Sounds scary but the study that these findings derive from air pollution or stress from localized economic activity, not groundwater contamination from fracking. Meanwhile, other report referenced, conducted by the University of Colorado, even elicited criticism from the states chief medical officer, who cautioned that many factors known to contribute to birth defects were ignored in this study.
The Department of Healths conclusion is based more on overwrought alarmism than it is careful consideration, and its New Yorkers in need of economic opportunity who are going to bear the costs.
Jillian Kay Melchior writes for National Review as a Thomas L. Rhodes Fellow for the Franklin Center. She is also a senior fellow at the Independent Womens Forum.
As a Texan, I would happily sell Texas energy to New York at a premium. Just call it “organic” or “free-range” energy so the libs will feel good while consuming it.
Simply put, New Yorkers elected and reelected the vile abortion loving Cuomo. They deserve to suffer.
Let them freeze in the dark. A prime example of how ideology turns people into absolute fools.
Now that right there is funny, I don’t care who you are!!!
“Yessireee ladies and gentlemen, what we got right here is FREE RANGE awl, diiiiirect from the great state of Texas. It’ll run your car, heat your house, make electricity for your basement, make plastic for you and your little ladies’ favorite toys, run the foundry at work, pave your roads and a thousands of other uses.” “Cuomoo surcharges apply to New Yawkers.”
He could care less about regular New Yorkers.
RE: He’s thinking beyond NY...and wants to support the EPA and the big money it holds.
Do I see 2016 in his future? Yes, I think I do....
My post at No. 8 is another reason why I think Schumer is retiring when his term is up.
I am starting to think Cuomo is serious about running for president or at least getting on the ticket as VP. The only reason he would do this in my opinion is he wants to be able to appeal to the environmental left nationally and is willing to throw his states financial interests under the bus for his national ambition. He knows fracking is not the boogey man the left makes it out to be...
Like Obama, Cuomo has a Laser Like Focus on Killing Jobs.
Made of nothing but free range dinosaur guts!
Naturally, poverty and joblessness don’t produce any negative health effects- according to the state health department.
Easy now, We have one city which holds the rest of the state hostage.
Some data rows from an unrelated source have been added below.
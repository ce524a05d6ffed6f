//! Value factor 分析：用户变化分页列表

use leptos::prelude::*;
use leptos::task::spawn_local;

use crate::api::leaderboard::ValueFactorChangeQuery;
use crate::api::use_api;
use crate::country::country_name;
use crate::types::common::PaginatedResponse;
use crate::types::leaderboard::ValueFactorUserChange;

#[component]
pub fn ValueFactorPage() -> impl IntoView {
    let api = use_api();

    let (page, set_page) = signal(1u32);
    let (changes, set_changes) = signal(Option::<PaginatedResponse<ValueFactorUserChange>>::None);
    let (error_msg, set_error_msg) = signal(Option::<String>::None);

    Effect::new({
        let api = api.clone();
        move |_| {
            let query = ValueFactorChangeQuery {
                page: page.get(),
                ..Default::default()
            };
            let api = api.clone();
            spawn_local(async move {
                match api.get_value_factor_user_changes(&query).await {
                    Ok(data) => {
                        set_error_msg.set(None);
                        set_changes.set(Some(data));
                    }
                    Err(e) => set_error_msg.set(Some(format!("加载 value factor 数据失败: {}", e))),
                }
            });
        }
    });

    let total_pages = move || changes.get().map(|c| c.total_pages).unwrap_or(1);

    view! {
        <div class="max-w-6xl mx-auto px-4 space-y-4">
            <Show when=move || error_msg.get().is_some()>
                <div role="alert" class="alert alert-error">
                    <span>{move || error_msg.get().unwrap_or_default()}</span>
                </div>
            </Show>

            <div class="card bg-base-100 shadow">
                <div class="card-body">
                    <h2 class="card-title">"Value Factor 用户变化"</h2>
                    <table class="table table-zebra table-sm">
                        <thead>
                            <tr>
                                <th>"排名"</th>
                                <th>"用户"</th>
                                <th>"国家/地区"</th>
                                <th>"起始值"</th>
                                <th>"结束值"</th>
                                <th>"变化"</th>
                            </tr>
                        </thead>
                        <tbody>
                            {move || {
                                changes
                                    .get()
                                    .map(|c| c.data)
                                    .unwrap_or_default()
                                    .into_iter()
                                    .map(|row| {
                                        view! {
                                            <tr>
                                                <td>{row.rank}</td>
                                                <td>{row.user.clone()}</td>
                                                <td>{country_name(row.country.as_deref())}</td>
                                                <td>{format!("{:.3}", row.start_value)}</td>
                                                <td>{format!("{:.3}", row.end_value)}</td>
                                                <td>{format!("{:+.3}", row.value_change)}</td>
                                            </tr>
                                        }
                                    })
                                    .collect_view()
                            }}
                        </tbody>
                    </table>

                    <div class="join justify-center mt-2">
                        <button
                            class="join-item btn btn-sm"
                            disabled=move || page.get() <= 1
                            on:click=move |_| set_page.update(|p| *p = p.saturating_sub(1).max(1))
                        >
                            "上一页"
                        </button>
                        <span class="join-item btn btn-sm btn-disabled">
                            {move || format!("{} / {}", page.get(), total_pages())}
                        </span>
                        <button
                            class="join-item btn btn-sm"
                            disabled=move || page.get() >= total_pages()
                            on:click=move |_| set_page.update(|p| *p += 1)
                        >
                            "下一页"
                        </button>
                    </div>
                </div>
            </div>
        </div>
    }
}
On a Monday this week I went to see my mother on the NY/PA border. Restaurant was full of brand new pickups with PA plates. That’s all fracking money. Add in the SAFE ACT and Andrew is not popular upstate.
They do produce dependence, and that’s what they’re after.
Affordable energy = individual liberty
jobs producing affordable energy = individual liberty
You can understand why they’d oppose this.
But typical liberals that love to take action that does nothing. If NY was serious, they would ban the sale of fracked energy in the state. However, this would increase the cost to the average New Yorker which would mean liberals would be accountable for stupid policy.
We have seen this before with libs- we have all these "sanctuary cities" but none of them volunteer to house and feed all the immigrant children that showed up earlier this year.
Or, just let them use their solar system on cloudy, sub zero days and retain Texas energy in Texas!
There’s also wind! And, they can cut wood!
More New Yawkers coming to Texas is all this means!
NO, no, my FRiend. We're selling PA, Marcellus Shale gas to NY and the rest of New England!!
I'LL TAKE SOME!!!!!.......wait a minute, I live in Indiana and we have plenty.....sorry!